The API Gateway provides:

Single Entry Point: All external requests go through the gateway
Request Routing: Directs requests to appropriate services
Authentication: Validates access tokens and enforces security
Rate Limiting: Protects services from overload
Request/Response Transformation: Adapts data formats as needed

The API Gateway is RESTful

The API Gateway is a REST API that conforms to the design principles of the representational state transfer architectural style.

Service Layer

The Service Layer contains the functional building blocks of the repository. These services handle everything from initial data ingestion to metadata transformation. The figure below includes major services in the service layer architecture.

Major services in the service layer architecture

The service layer contains specialized services with distinct responsibilities described in the tables below.

Service	Primary Responsibilities
Pre-submission Validation	Transpiles JSON to Datapack JSON; validates metadata, ontologies, and lookup services (e.g., ROR); generates detailed validation reports.
Submission Pipeline	Stages data/metadata; performs manifest and checksum checks; validates file formats; registers PIDs; and executes final storage.
Search Service	Handles database queries and formats search results for the user.
Indexing Pipeline	Updates the search index from storage; applies metadata filters; integrates domain-specific annotations and indexing (e.g., CDR3, Cell type).
Data Serving Service	Validates access tokens; queries access rights; packages reference data; and forwards data or redirects to external resources.
Metadata Serving Service	Transforms metadata into standard formats like HealthDCAT-AP, FHIR, or DataCite.
S3 Connector	Accepts validated data and manages the transfer to physical S3 storage.

Portal Database Layer

The database layer provides specialized storage for the different types of operational data used by the services.

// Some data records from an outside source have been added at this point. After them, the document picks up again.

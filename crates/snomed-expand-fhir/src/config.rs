//! Configuration for the FHIR terminology client.

use std::time::Duration;

use crate::error::{FhirError, FhirResult};

/// Default SNOMED CT code system URI.
pub const SNOMED_CT_SYSTEM: &str = "http://snomed.info/sct";

/// OAuth2 client-credentials pair.
#[derive(Clone)]
pub struct ClientCredentials {
    /// OAuth2 client id.
    pub client_id: String,
    /// OAuth2 client secret.
    pub client_secret: String,
}

impl std::fmt::Debug for ClientCredentials {
    fn fmt(&self, f: &mut std::fmt::Formatter<'_>) -> std::fmt::Result {
        f.debug_struct("ClientCredentials")
            .field("client_id", &self.client_id)
            .field("client_secret", &"***")
            .finish()
    }
}

/// Configuration for [`FhirTerminologyClient`](crate::FhirTerminologyClient).
///
/// Credentials are passed in explicitly; nothing is read from the environment.
///
/// # Example
///
/// ```rust
/// use snomed_expand_fhir::FhirClientConfig;
/// use std::time::Duration;
///
/// let config = FhirClientConfig::builder("https://ontology.example.org/fhir")
///     .with_token_url("https://ontology.example.org/authorisation/token")
///     .with_credentials("my-client", "my-secret")
///     .with_timeout(Duration::from_secs(20))
///     .with_page_size(500)
///     .build()
///     .unwrap();
///
/// assert!(config.has_auth());
/// ```
#[derive(Debug, Clone)]
pub struct FhirClientConfig {
    /// Base URL of the FHIR server, without trailing slash.
    pub base_url: String,
    /// OAuth2 token endpoint (None = unauthenticated server).
    pub token_url: Option<String>,
    /// OAuth2 client credentials.
    pub credentials: Option<ClientCredentials>,
    /// Per-request timeout.
    pub request_timeout: Duration,
    /// Rows requested per `$expand` page.
    pub page_size: usize,
    /// Code system the expanded codes belong to.
    pub code_system: String,
}

impl FhirClientConfig {
    /// Creates a new builder for FhirClientConfig.
    pub fn builder(base_url: impl Into<String>) -> FhirClientConfigBuilder {
        FhirClientConfigBuilder::new(base_url)
    }

    /// Returns true if token-based authentication is configured.
    pub fn has_auth(&self) -> bool {
        self.token_url.is_some() || self.credentials.is_some()
    }
}

/// Builder for FhirClientConfig.
#[derive(Debug, Clone)]
pub struct FhirClientConfigBuilder {
    base_url: String,
    token_url: Option<String>,
    credentials: Option<ClientCredentials>,
    request_timeout: Duration,
    page_size: usize,
    code_system: String,
}

impl FhirClientConfigBuilder {
    fn new(base_url: impl Into<String>) -> Self {
        Self {
            base_url: base_url.into(),
            token_url: None,
            credentials: None,
            request_timeout: Duration::from_secs(30),
            page_size: 1000,
            code_system: SNOMED_CT_SYSTEM.to_string(),
        }
    }

    /// Sets the OAuth2 token endpoint.
    pub fn with_token_url(mut self, token_url: impl Into<String>) -> Self {
        self.token_url = Some(token_url.into());
        self
    }

    /// Sets the OAuth2 client credentials.
    pub fn with_credentials(
        mut self,
        client_id: impl Into<String>,
        client_secret: impl Into<String>,
    ) -> Self {
        self.credentials = Some(ClientCredentials {
            client_id: client_id.into(),
            client_secret: client_secret.into(),
        });
        self
    }

    /// Sets the per-request timeout.
    pub fn with_timeout(mut self, timeout: Duration) -> Self {
        self.request_timeout = timeout;
        self
    }

    /// Sets the `$expand` page size.
    pub fn with_page_size(mut self, page_size: usize) -> Self {
        self.page_size = page_size;
        self
    }

    /// Sets the code system URI.
    pub fn with_code_system(mut self, code_system: impl Into<String>) -> Self {
        self.code_system = code_system.into();
        self
    }

    /// Builds the FhirClientConfig.
    ///
    /// Fails if the base URL is not an http(s) URL or the page size is zero.
    /// Mismatched authentication settings are reported later, by `prepare`.
    pub fn build(self) -> FhirResult<FhirClientConfig> {
        let base_url = self.base_url.trim().trim_end_matches('/').to_string();
        if !(base_url.starts_with("http://") || base_url.starts_with("https://")) {
            return Err(FhirError::InvalidConfig(format!(
                "base URL must be http(s): {base_url:?}"
            )));
        }
        if self.page_size == 0 {
            return Err(FhirError::InvalidConfig(
                "page size must be non-zero".to_string(),
            ));
        }

        Ok(FhirClientConfig {
            base_url,
            token_url: self.token_url,
            credentials: self.credentials,
            request_timeout: self.request_timeout,
            page_size: self.page_size,
            code_system: self.code_system,
        })
    }
}

#[cfg(test)]
mod tests {
    use super::*;

    #[test]
    fn test_builder_defaults() {
        let config = FhirClientConfig::builder("https://tx.example.org/fhir/")
            .build()
            .unwrap();

        assert_eq!(config.base_url, "https://tx.example.org/fhir");
        assert_eq!(config.request_timeout, Duration::from_secs(30));
        assert_eq!(config.page_size, 1000);
        assert_eq!(config.code_system, SNOMED_CT_SYSTEM);
        assert!(!config.has_auth());
    }

    #[test]
    fn test_builder_with_auth() {
        let config = FhirClientConfig::builder("https://tx.example.org/fhir")
            .with_token_url("https://tx.example.org/token")
            .with_credentials("id", "secret")
            .with_page_size(200)
            .build()
            .unwrap();

        assert!(config.has_auth());
        assert_eq!(config.page_size, 200);
        assert_eq!(
            config.credentials.as_ref().map(|c| c.client_id.as_str()),
            Some("id")
        );
    }

    #[test]
    fn test_rejects_non_http_base() {
        let err = FhirClientConfig::builder("ftp://tx.example.org")
            .build()
            .unwrap_err();
        assert!(matches!(err, FhirError::InvalidConfig(_)));
    }

    #[test]
    fn test_rejects_zero_page_size() {
        assert!(FhirClientConfig::builder("https://tx.example.org")
            .with_page_size(0)
            .build()
            .is_err());
    }

    #[test]
    fn test_debug_hides_secret() {
        let config = FhirClientConfig::builder("https://tx.example.org")
            .with_credentials("id", "super-secret")
            .build()
            .unwrap();
        let debug = format!("{:?}", config);
        assert!(!debug.contains("super-secret"));
        assert!(debug.contains("***"));
    }
}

Database layer architecture

Temp Storage: Holds data during the submission and validation phase before it is moved to permanent storage.
Search/Metadata Storage: Optimized storage for quick discovery and retrieval of dataset records.
User Roles and Data Access: Manages the permissions and access control lists (ACLs) for datasets.
Audit Trail Store: An immutable, write-only database dedicated to recording all system logs and access history for compliance.